**AVAILABLE RECORDS**
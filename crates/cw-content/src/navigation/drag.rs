//! Drag-and-drop reorder protocol.

use super::{NavigationItem, reorder};

/// Transient state of a drag gesture over the navigation list.
///
/// `start` captures the id of the item under the pointer, `over` answers
/// whether a position is a valid drop target without touching anything,
/// and `drop` resolves the id against the list as it is at drop time and
/// commits a single [`reorder`].
#[derive(Clone, Debug, Default, PartialEq, Eq)]
pub struct DragState {
    source: Option<String>,
}

impl DragState {
    /// Create an idle drag state.
    #[must_use]
    pub fn new() -> Self {
        Self::default()
    }

    /// Begin dragging the element at `index` of `items`.
    ///
    /// Returns false, leaving the state idle, when `index` is out of range.
    pub fn start(&mut self, items: &[NavigationItem], index: usize) -> bool {
        self.source = items.get(index).map(|item| item.id.clone());
        self.source.is_some()
    }

    /// Id of the item being dragged, if any.
    #[must_use]
    pub fn source(&self) -> Option<&str> {
        self.source.as_deref()
    }

    /// True while a drag is in progress.
    #[must_use]
    pub fn is_dragging(&self) -> bool {
        self.source.is_some()
    }

    /// Whether dropping on `index` would be accepted.
    ///
    /// Any position is a valid target while a drag is in progress;
    /// dropping onto the source itself is accepted and does nothing.
    #[must_use]
    pub fn over(&self, index: usize, len: usize) -> bool {
        self.source.is_some() && index < len
    }

    /// Finish the drag on `target`.
    ///
    /// Returns the reordered list, or `None` when the order would not
    /// change: nothing was being dragged, the dragged item no longer
    /// exists, `target` is out of range, or the item was dropped onto
    /// itself. The source is cleared either way.
    pub fn drop(&mut self, items: &[NavigationItem], target: usize) -> Option<Vec<NavigationItem>> {
        let id = self.source.take()?;
        let source = items.iter().position(|item| item.id == id)?;
        if source == target || target >= items.len() {
            return None;
        }
        Some(reorder(items, source, target))
    }

    /// Abandon the drag without reordering.
    pub fn cancel(&mut self) {
        self.source = None;
    }
}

**EXERCISE DIRECTIONS**
What you give back must be the stretch above, starting at the line with "Drag-and-drop reorder protocol." and ending at the line with "captures the id", copied exactly.

**SOLVED PROBLEM**
//! Drag-and-drop reorder protocol.

use super::{NavigationItem, reorder};

/// Transient state of a drag gesture over the navigation list.
///
/// `start` captures the id of the item under the pointer, `over` answers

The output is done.